From Iberian deluge to Mediterranean flash floods
The most dramatic scenes have unfolded on the Iberian Peninsula, where Storm Leonardo has pounded Andalusia and large parts of Portugal. Reporting on Storm Leonardo describes deadly torrential rain across the Iberian Peninsula, with flood warnings stretching from coastal cities to inland valleys as rivers burst their banks and emergency services scramble to reach isolated communities, a pattern that has turned what would once be a winter storm into a national crisis for both countries. Analysts tracking Storm Leonardo have highlighted how its slow movement and repeated rain bands have amplified the flooding threat.

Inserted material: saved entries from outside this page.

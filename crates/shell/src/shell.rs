//! Shell-style utilities over a [`Filesystem`].

use rusty_memfs_vfs::path::{join_path, resolve_against, validate_path};
use rusty_memfs_vfs::{ErrorCode, Filesystem, Metadata, Snapshot, VfsError};
use tracing::debug;

use crate::du::{compute_usage, DuOptions, UsageReport};
use crate::ls::{list_dir, LsEntry};

/// A working directory bound to a filesystem handle.
///
/// Every path argument may be absolute or relative to the working
/// directory. Shells are cheap to clone and clones share the filesystem
/// but not the working directory.
#[derive(Debug, Clone)]
pub struct Shell {
    fs: Filesystem,
    cwd: String,
}

impl Shell {
    /// Create a shell rooted at `/`.
    pub fn new(fs: Filesystem) -> Self {
        Self {
            fs,
            cwd: String::from("/"),
        }
    }

    /// The underlying filesystem handle.
    pub fn filesystem(&self) -> &Filesystem {
        &self.fs
    }

    /// Current working directory.
    pub fn pwd(&self) -> &str {
        &self.cwd
    }

    /// Absolute, normalized form of `path`.
    ///
    /// # Errors
    /// `InvalidPath` for an empty path or one containing NUL.
    pub fn resolve(&self, path: &str) -> Result<String, VfsError> {
        validate_path(path)?;
        Ok(resolve_against(&self.cwd, path))
    }

    /// Change the working directory.
    ///
    /// # Errors
    /// `NotADirectory` if `path` resolves to something other than a directory.
    pub async fn cd(&mut self, path: &str) -> Result<(), VfsError> {
        let target: String = self.resolve(path)?;
        let meta: Metadata = self.fs.stat(&target).await?;
        if !meta.is_dir() {
            return Err(VfsError::not_a_directory(target));
        }
        debug!(from = %self.cwd, to = %target, "cd");
        self.cwd = target;
        Ok(())
    }

    /// List a directory.
    ///
    /// # Arguments
    /// * `path` - Directory to list
    /// * `recursive` - Include nested directory contents
    pub async fn ls(&self, path: &str, recursive: bool) -> Result<Vec<LsEntry>, VfsError> {
        let dir: String = self.resolve(path)?;
        let snapshot: Snapshot = self.fs.snapshot().await;
        list_dir(&snapshot, dir, recursive).await
    }

    /// Concatenate the contents of several files, separated by newlines.
    ///
    /// Invalid UTF-8 is replaced rather than rejected.
    ///
    /// # Errors
    /// `InvalidPath` when `paths` is empty, otherwise the first read failure.
    pub async fn cat(&self, paths: &[&str]) -> Result<String, VfsError> {
        if paths.is_empty() {
            return Err(VfsError::invalid_path("", "missing file argument"));
        }

        let mut absolute: Vec<String> = Vec::with_capacity(paths.len());
        for path in paths {
            absolute.push(self.resolve(path)?);
        }

        let snapshot: Snapshot = self.fs.snapshot().await;
        let mut parts: Vec<String> = Vec::with_capacity(absolute.len());
        for path in &absolute {
            let data: Vec<u8> = snapshot.view().read_file(path)?;
            parts.push(String::from_utf8_lossy(&data).into_owned());
        }
        Ok(parts.join("\n"))
    }

    /// Create an empty file, or refresh an existing one's modification time.
    ///
    /// Existing content is never changed and directories are left alone.
    /// Touching a dangling symlink creates its target.
    ///
    /// # Arguments
    /// * `path` - File to touch
    /// * `update_only` - Do not create the file when it is missing
    pub async fn touch(&self, path: &str, update_only: bool) -> Result<(), VfsError> {
        let file: String = self.resolve(path)?;
        self.fs.touch(&file, !update_only).await
    }

    /// Create a directory and every missing ancestor.
    ///
    /// Existing directories (or symlinks to directories) along the way are
    /// fine.
    ///
    /// # Errors
    /// `NotADirectory` if some component exists and is not a directory.
    pub async fn mkdirp(&self, path: &str) -> Result<(), VfsError> {
        let dir: String = self.resolve(path)?;
        let mut current: String = String::from("/");

        for component in dir.split('/').filter(|c: &&str| !c.is_empty()) {
            current = join_path(&current, component);
            match self.fs.stat(&current).await {
                Ok(meta) if meta.is_dir() => continue,
                Ok(_) => return Err(VfsError::not_a_directory(current)),
                Err(e) if e.is_not_found() => {}
                Err(e) => return Err(e),
            }
            match self.fs.mkdir(&current).await {
                Ok(()) => {}
                // Lost a race with another creator; fine if it made a directory.
                Err(e) if e.code() == ErrorCode::AlreadyExists => {
                    if !self.fs.stat(&current).await?.is_dir() {
                        return Err(VfsError::not_a_directory(current));
                    }
                }
                Err(e) => return Err(e),
            }
        }
        Ok(())
    }

    /// Remove a file, symlink or directory.
    ///
    /// # Arguments
    /// * `path` - Entry to remove (a final symlink is removed, not its target)
    /// * `recursive` - Allow removing a non-empty directory with its contents
    ///
    /// # Errors
    /// `DirectoryNotEmpty` for a non-empty directory without `recursive`,
    /// `Busy` for the root.
    pub async fn rm(&self, path: &str, recursive: bool) -> Result<(), VfsError> {
        let entry: String = self.resolve(path)?;
        if recursive {
            return self.fs.remove_recursive(&entry).await;
        }
        let meta: Metadata = self.fs.lstat(&entry).await?;
        if meta.is_dir() {
            self.fs.rmdir(&entry).await
        } else {
            self.fs.unlink(&entry).await
        }
    }

    /// Disk usage of `path` over one consistent snapshot.
    ///
    /// Entry paths are absolute and normalized.
    pub async fn du(&self, path: &str, options: &DuOptions) -> Result<UsageReport, VfsError> {
        let start: String = self.resolve(path)?;
        let snapshot: Snapshot = self.fs.snapshot().await;
        compute_usage(&snapshot, &start, options).await
    }
}
//! Path resolution against the namespace, including symlink expansion.
//!
//! # Algorithm
//!
//! The resolver keeps the chain of directories walked so far and a queue of
//! segments still to walk. When a followed segment turns out to be a
//! symlink, its target's segments are pushed onto the front of the queue
//! (absolute targets also reset the chain to the root), so nested and
//! relative links expand in place without recursion. Every expansion counts
//! against a bound; exceeding it fails with `SymlinkLoop`.

use std::collections::VecDeque;

use tracing::{trace, warn};

use crate::inode::{INodeData, INodeId, Namespace, ROOT_INODE};
use crate::path::{split_path, validate_entry_name, validate_path};
use crate::VfsError;

/// Default bound on symlink expansions during a single resolution.
///
/// Matches the Linux `MAXSYMLINKS` value.
pub const DEFAULT_MAX_SYMLINK_EXPANSIONS: usize = 40;

/// How the final path segment is treated when it is a symlink.
#[derive(Debug, Clone, Copy, PartialEq, Eq)]
pub enum ResolveMode {
    /// `lstat`-style: the final segment may remain a symlink.
    Shallow,
    /// `stat`-style: a final symlink is followed to its ultimate target.
    Deep,
}

/// Outcome of resolving a path.
#[derive(Debug, Clone, PartialEq, Eq)]
pub struct Resolved {
    /// Inode the path resolved to.
    pub id: INodeId,
    /// Directory holding the entry that produced `id` (root for the root).
    pub parent_id: INodeId,
    /// Entry name within `parent_id` (empty for the root).
    pub name: String,
}

/// Resolves path strings to inodes within one namespace state.
#[derive(Debug, Clone, Copy)]
pub struct Resolver<'a> {
    ns: &'a Namespace,
    max_expansions: usize,
}

impl<'a> Resolver<'a> {
    /// Create a resolver over a namespace.
    ///
    /// # Arguments
    /// * `ns` - Namespace state to resolve against
    /// * `max_expansions` - Symlink expansion bound
    pub fn new(ns: &'a Namespace, max_expansions: usize) -> Self {
        Self { ns, max_expansions }
    }

    /// The namespace this resolver reads.
    pub fn namespace(&self) -> &'a Namespace {
        self.ns
    }

    /// Resolve `path` to an inode.
    ///
    /// Relative paths start at the root.
    ///
    /// # Errors
    /// - `NotFound` if a segment is absent
    /// - `NotADirectory` if a non-final segment is a file
    /// - `SymlinkLoop` if more than `max_expansions` links are expanded
    pub fn resolve(&self, path: &str, mode: ResolveMode) -> Result<Resolved, VfsError> {
        validate_path(path)?;

        // (inode, entry name) for every directory from the root down.
        let mut chain: Vec<(INodeId, String)> = vec![(ROOT_INODE, String::new())];
        let mut pending: VecDeque<String> = path.split('/').map(str::to_string).collect();
        let mut leaf: Option<(INodeId, String)> = None;
        let mut expansions: usize = 0;

        while let Some(segment) = pending.pop_front() {
            match segment.as_str() {
                "" | "." => continue,
                ".." => {
                    if chain.len() > 1 {
                        chain.pop();
                    }
                    continue;
                }
                _ => {}
            }

            let dir_id: INodeId = self.current(&chain);
            let child: INodeId = self
                .ns
                .lookup(dir_id, &segment)
                .map_err(|e: VfsError| match e {
                    VfsError::NotFound { .. } => VfsError::not_found(path),
                    other => other.at_path(path),
                })?;
            let is_last: bool = pending.is_empty();

            match self.ns.get(child)?.data() {
                INodeData::Directory(_) => chain.push((child, segment)),
                INodeData::Symlink(link) if !is_last || mode == ResolveMode::Deep => {
                    expansions += 1;
                    if expansions > self.max_expansions {
                        warn!(path, limit = self.max_expansions, "symlink expansion bound exceeded");
                        return Err(VfsError::SymlinkLoop {
                            path: path.to_string(),
                            limit: self.max_expansions,
                        });
                    }
                    let target: &str = link.target();
                    trace!(path, link = %segment, target, expansions, "expanding symlink");
                    if target.starts_with('/') {
                        chain.truncate(1);
                    }
                    for part in target.split('/').rev() {
                        pending.push_front(part.to_string());
                    }
                }
                _ if is_last => leaf = Some((child, segment)),
                _ => return Err(VfsError::not_a_directory(path)),
            }
        }

        Ok(match leaf {
            Some((id, name)) => Resolved {
                id,
                parent_id: self.current(&chain),
                name,
            },
            None => {
                let (id, name) = chain.last().cloned().unwrap_or((ROOT_INODE, String::new()));
                let parent_id: INodeId = if chain.len() > 1 {
                    chain[chain.len() - 2].0
                } else {
                    ROOT_INODE
                };
                Resolved { id, parent_id, name }
            }
        })
    }

    /// Resolve the directory that would hold `path`'s final entry.
    ///
    /// The path is split at its last segment and the parent string is
    /// deep-resolved exactly like any other lookup, so `..` inside it is
    /// interpreted after symlink expansion. The parent must be a directory.
    ///
    /// # Returns
    /// (parent directory inode, final entry name).
    ///
    /// # Errors
    /// `InvalidPath` when the final name is empty, `.` or `..` (the root
    /// included), plus any resolution error for the parent.
    pub fn resolve_parent(&self, path: &str) -> Result<(INodeId, String), VfsError> {
        validate_path(path)?;
        let (parent, name) = split_path(path);
        validate_entry_name(path, name)?;

        let resolved: Resolved = self.resolve(parent, ResolveMode::Deep)?;
        self.ns
            .dir(resolved.id)
            .map_err(|e: VfsError| e.at_path(parent))?;
        Ok((resolved.id, name.to_string()))
    }

    fn current(&self, chain: &[(INodeId, String)]) -> INodeId {
        chain.last().map(|(id, _)| *id).unwrap_or(ROOT_INODE)
    }
}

Satellite and ground observations show Storm Leonardo continuing to batter Europe and parts of northern Africa, with Spain and Portugal singled out for particularly intense rainfall and ongoing search operations in inundated districts. In Video footage from the region, rising rivers and deadly floods are seen slamming Portugal, with torrents of brown water racing through towns as Storm Leonardo’s rain bands pass overhead.
Authorities in Portugal have responded by extending a state of emergency in areas hit hardest by Storm Leonardo, a move that unlocks extra resources for rescue and recovery and underscores how far beyond normal winter conditions this event has gone. Aerials from the same reporting show floodwaters spread across low-lying districts, with roads and fields submerged in muddy water as officials warn that the recovery process will be prolonged.
Soils at breaking point from Ireland to Greece
What makes this season so dangerous is not just the intensity of individual storms but the way they are arriving in rapid succession, leaving soils little time to drain. In western Europe, Storm Goretti was identified as Europe’s first named storm of 2026, with Storm Goretti sweeping across Western and Central regions after being named by meteorologists in France. The system triggered warnings as it moved east across Western and Central parts of the continent, priming rivers and hillsides for further trouble once Leonardo and Marta arrived.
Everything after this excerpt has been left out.